Prompt:
Could you please find each line in the records that contains the word "request" and copy it?

Supplied records:
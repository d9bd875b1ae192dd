//! Transport preparation.
//!
//! A [`Transport`] bundles a `hyper::Client` with the timeouts resolved
//! from the transport-affecting options. Building one is the expensive part
//! of a request (TLS configuration, connection pool); the client caches and
//! reuses it for as long as those options stay unchanged.

use std::future::Future;
use std::io::{self, IoSlice};
use std::net::IpAddr;
use std::pin::Pin;
use std::sync::Arc;
use std::task::{Context, Poll};
use std::time::Duration;

use http::uri::Scheme;
use http::Uri;
use hyper::client::connect::{Connected, Connection};
use hyper::client::HttpConnector;
use log::{debug, trace};
use tokio::io::{AsyncRead, AsyncReadExt, AsyncWrite, AsyncWriteExt, ReadBuf};
use tokio::net::TcpStream;
use tokio_native_tls::TlsStream;
use tower_service::Service;
use url::Url;

use crate::error::BoxError;
use crate::options::TransportConfig;
use crate::proxy::{self, ProxyScheme, ProxySelector};
use crate::Error;

/// The engine-side resources for one transport configuration.
#[derive(Clone)]
pub(crate) struct Transport {
    pub(crate) client: hyper::Client<Connector, hyper::Body>,
    pub(crate) total_timeout: Option<Duration>,
}

impl std::fmt::Debug for Transport {
    fn fmt(&self, f: &mut std::fmt::Formatter<'_>) -> std::fmt::Result {
        f.debug_struct("Transport")
            .field("total_timeout", &self.total_timeout)
            .finish_non_exhaustive()
    }
}

impl Transport {
    /// Build a transport from the transport-affecting option subset.
    ///
    /// Fails with a configuration error when an option value is unusable
    /// (unsupported proxy kind, malformed proxy address, bad bind
    /// interface, TLS setup failure). No I/O happens here.
    pub(crate) fn prepare(config: &TransportConfig) -> crate::Result<Transport> {
        let (connect_timeout, total_timeout) = config.resolve_timeouts();

        let mut http = HttpConnector::new();
        http.enforce_http(false);
        http.set_nodelay(true);

        if let Some(ref interface) = config.interface {
            let addr: IpAddr = interface
                .parse()
                .map_err(|_| Error::config("OPT_INTERFACE must be a local IP address"))?;
            http.set_local_address(Some(addr));
        }

        let mut tls = native_tls_crate::TlsConnector::builder();
        if config.unsafe_tls {
            tls.danger_accept_invalid_certs(true);
            tls.danger_accept_invalid_hostnames(true);
        }
        let tls = tls.build().map_err(Error::config)?;

        let intercept = if let Some(ref selector) = config.proxy_selector {
            Intercept::Selector(selector.clone())
        } else {
            if let Some(kind) = config.proxy_type {
                proxy::check_kind(kind).map_err(Error::config)?;
            }

            match config.proxy {
                Some(ref addr) => {
                    Intercept::Static(ProxyScheme::parse(addr).map_err(Error::config)?)
                }
                None => Intercept::None,
            }
        };

        let connector = Connector {
            http,
            tls: tokio_native_tls::TlsConnector::from(tls),
            intercept,
            timeout: connect_timeout,
        };

        let client = hyper::Client::builder().build(connector);

        Ok(Transport {
            client,
            total_timeout,
        })
    }
}

#[derive(Clone)]
enum Intercept {
    None,
    Static(ProxyScheme),
    Selector(Arc<dyn ProxySelector>),
}

#[derive(Clone)]
pub(crate) struct Connector {
    http: HttpConnector,
    tls: tokio_native_tls::TlsConnector,
    intercept: Intercept,
    timeout: Option<Duration>,
}

impl Connector {
    async fn connect(mut self, dst: Uri) -> Result<Conn, BoxError> {
        let proxy = match self.intercept {
            Intercept::None => None,
            Intercept::Static(ref scheme) => Some(scheme.clone()),
            Intercept::Selector(ref selector) => {
                let url = Url::parse(&dst.to_string())
                    .map_err(|e| format!("invalid request url: {}", e))?;
                match selector.select(&url)? {
                    Some(choice) => {
                        proxy::check_kind(choice.kind)?;
                        Some(ProxyScheme::parse(&choice.address)?)
                    }
                    None => None,
                }
            }
        };

        match proxy {
            Some(scheme) => self.connect_via_proxy(dst, scheme).await,
            None => {
                let io = self.http.call(dst.clone()).await?;
                self.maybe_handshake(dst, io, false).await
            }
        }
    }

    async fn connect_via_proxy(
        mut self,
        dst: Uri,
        scheme: ProxyScheme,
    ) -> Result<Conn, BoxError> {
        debug!("proxy({:?}) intercepts {:?}", scheme, dst);

        let proxy_dst = scheme.uri();
        let io = self.http.call(proxy_dst).await?;

        if dst.scheme() == Some(&Scheme::HTTPS) {
            trace!("tunneling HTTPS over proxy");
            let host = dst.host().ok_or("request uri has no host")?.to_owned();
            let port = dst.port_u16().unwrap_or(443);
            let tunneled = tunnel(io, &host, port, scheme.auth.as_ref()).await?;
            let stream = self.tls.connect(&host, tunneled).await?;
            return Ok(Conn {
                inner: Box::new(NativeTlsConn { inner: stream }),
                is_proxy: false,
            });
        }

        // Plain http through the proxy: hand hyper the proxy connection and
        // mark it, so the request is written in absolute form.
        self.maybe_handshake(dst, io, true).await
    }

    async fn maybe_handshake(
        self,
        dst: Uri,
        io: TcpStream,
        is_proxy: bool,
    ) -> Result<Conn, BoxError> {
        if dst.scheme() == Some(&Scheme::HTTPS) {
            let host = dst.host().ok_or("request uri has no host")?;
            let stream = self.tls.connect(host, io).await?;
            Ok(Conn {
                inner: Box::new(NativeTlsConn { inner: stream }),
                is_proxy,
            })
        } else {
            Ok(Conn {
                inner: Box::new(io),
                is_proxy,
            })
        }
    }
}

impl Service<Uri> for Connector {
    type Response = Conn;
    type Error = BoxError;
    type Future = Connecting;

    fn poll_ready(&mut self, _cx: &mut Context<'_>) -> Poll<Result<(), Self::Error>> {
        Poll::Ready(Ok(()))
    }

    fn call(&mut self, dst: Uri) -> Self::Future {
        debug!("starting new connection: {:?}", dst);
        let timeout = self.timeout;
        Box::pin(with_timeout(self.clone().connect(dst), timeout))
    }
}

pub(crate) type Connecting = Pin<Box<dyn Future<Output = Result<Conn, BoxError>> + Send>>;

async fn with_timeout<T, F>(f: F, timeout: Option<Duration>) -> Result<T, BoxError>
where
    F: Future<Output = Result<T, BoxError>>,
{
    if let Some(to) = timeout {
        match tokio::time::timeout(to, f).await {
            Err(_elapsed) => Err(Box::new(crate::error::TimedOut) as BoxError),
            Ok(Ok(try_res)) => Ok(try_res),
            Ok(Err(e)) => Err(e),
        }
    } else {
        f.await
    }
}

/// Open a CONNECT tunnel through a proxy for an https destination.
async fn tunnel<T>(
    mut conn: T,
    host: &str,
    port: u16,
    auth: Option<&http::header::HeaderValue>,
) -> Result<T, BoxError>
where
    T: AsyncRead + AsyncWrite + Unpin,
{
    let mut buf = format!(
        "\
         CONNECT {0}:{1} HTTP/1.1\r\n\
         Host: {0}:{1}\r\n\
         ",
        host, port
    )
    .into_bytes();

    if let Some(value) = auth {
        trace!("tunnel to {}:{} using basic auth", host, port);
        buf.extend_from_slice(b"Proxy-Authorization: ");
        buf.extend_from_slice(value.as_bytes());
        buf.extend_from_slice(b"\r\n");
    }

    buf.extend_from_slice(b"\r\n");

    conn.write_all(&buf).await?;

    let mut buf = [0; 8192];
    let mut pos = 0;

    loop {
        let n = conn.read(&mut buf[pos..]).await?;

        if n == 0 {
            return Err("unexpected eof while tunneling".into());
        }
        pos += n;

        let recvd = &buf[..pos];
        if recvd.starts_with(b"HTTP/1.1 200") || recvd.starts_with(b"HTTP/1.0 200") {
            if recvd.ends_with(b"\r\n\r\n") {
                return Ok(conn);
            }
            if pos == buf.len() {
                return Err("proxy headers too long for tunnel".into());
            }
        // else read more
        } else if recvd.starts_with(b"HTTP/1.1 407") {
            return Err("proxy authentication required".into());
        } else {
            return Err("unsuccessful tunnel".into());
        }
    }
}

pub(crate) trait AsyncConn:
    AsyncRead + AsyncWrite + Connection + Send + Sync + Unpin + 'static
{
}

impl<T: AsyncRead + AsyncWrite + Connection + Send + Sync + Unpin + 'static> AsyncConn for T {}

type BoxConn = Box<dyn AsyncConn>;

/// A connection returned to hyper, remembering whether it talks to a proxy
/// so the request target can be written in absolute form.
pub(crate) struct Conn {
    inner: BoxConn,
    is_proxy: bool,
}

impl Connection for Conn {
    fn connected(&self) -> Connected {
        self.inner.connected().proxy(self.is_proxy)
    }
}

impl AsyncRead for Conn {
    fn poll_read(
        mut self: Pin<&mut Self>,
        cx: &mut Context,
        buf: &mut ReadBuf<'_>,
    ) -> Poll<io::Result<()>> {
        Pin::new(&mut self.inner).poll_read(cx, buf)
    }
}

impl AsyncWrite for Conn {
    fn poll_write(
        mut self: Pin<&mut Self>,
        cx: &mut Context,
        buf: &[u8],
    ) -> Poll<Result<usize, io::Error>> {
        Pin::new(&mut self.inner).poll_write(cx, buf)
    }

    fn poll_write_vectored(
        mut self: Pin<&mut Self>,
        cx: &mut Context,
        bufs: &[IoSlice<'_>],
    ) -> Poll<Result<usize, io::Error>> {
        Pin::new(&mut self.inner).poll_write_vectored(cx, bufs)
    }

    fn is_write_vectored(&self) -> bool {
        self.inner.is_write_vectored()
    }

    fn poll_flush(mut self: Pin<&mut Self>, cx: &mut Context) -> Poll<Result<(), io::Error>> {
        Pin::new(&mut self.inner).poll_flush(cx)
    }

    fn poll_shutdown(mut self: Pin<&mut Self>, cx: &mut Context) -> Poll<Result<(), io::Error>> {
        Pin::new(&mut self.inner).poll_shutdown(cx)
    }
}

/// A TLS stream that reports the connection metadata of the socket under
/// it.
struct NativeTlsConn<T> {
    inner: TlsStream<T>,
}

impl<T: Connection + AsyncRead + AsyncWrite + Unpin> Connection for NativeTlsConn<T> {
    fn connected(&self) -> Connected {
        self.inner.get_ref().get_ref().get_ref().connected()
    }
}

impl<T: AsyncRead + AsyncWrite + Unpin> AsyncRead for NativeTlsConn<T> {
    fn poll_read(
        mut self: Pin<&mut Self>,
        cx: &mut Context,
        buf: &mut ReadBuf<'_>,
    ) -> Poll<io::Result<()>> {
        Pin::new(&mut self.inner).poll_read(cx, buf)
    }
}

impl<T: AsyncRead + AsyncWrite + Unpin> AsyncWrite for NativeTlsConn<T> {
    fn poll_write(
        mut self: Pin<&mut Self>,
        cx: &mut Context,
        buf: &[u8],
    ) -> Poll<Result<usize, io::Error>> {
        Pin::new(&mut self.inner).poll_write(cx, buf)
    }

    fn poll_flush(mut self: Pin<&mut Self>, cx: &mut Context) -> Poll<Result<(), io::Error>> {
        Pin::new(&mut self.inner).poll_flush(cx)
    }

    fn poll_shutdown(mut self: Pin<&mut Self>, cx: &mut Context) -> Poll<Result<(), io::Error>> {
        Pin::new(&mut self.inner).poll_shutdown(cx)
    }
}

Exercise solution:
//! of a request (TLS configuration, connection pool); the client caches and
                    .map_err(|e| format!("invalid request url: {}", e))?;
            let host = dst.host().ok_or("request uri has no host")?.to_owned();
        // mark it, so the request is written in absolute form.
            let host = dst.host().ok_or("request uri has no host")?;
/// so the request target can be written in absolute form.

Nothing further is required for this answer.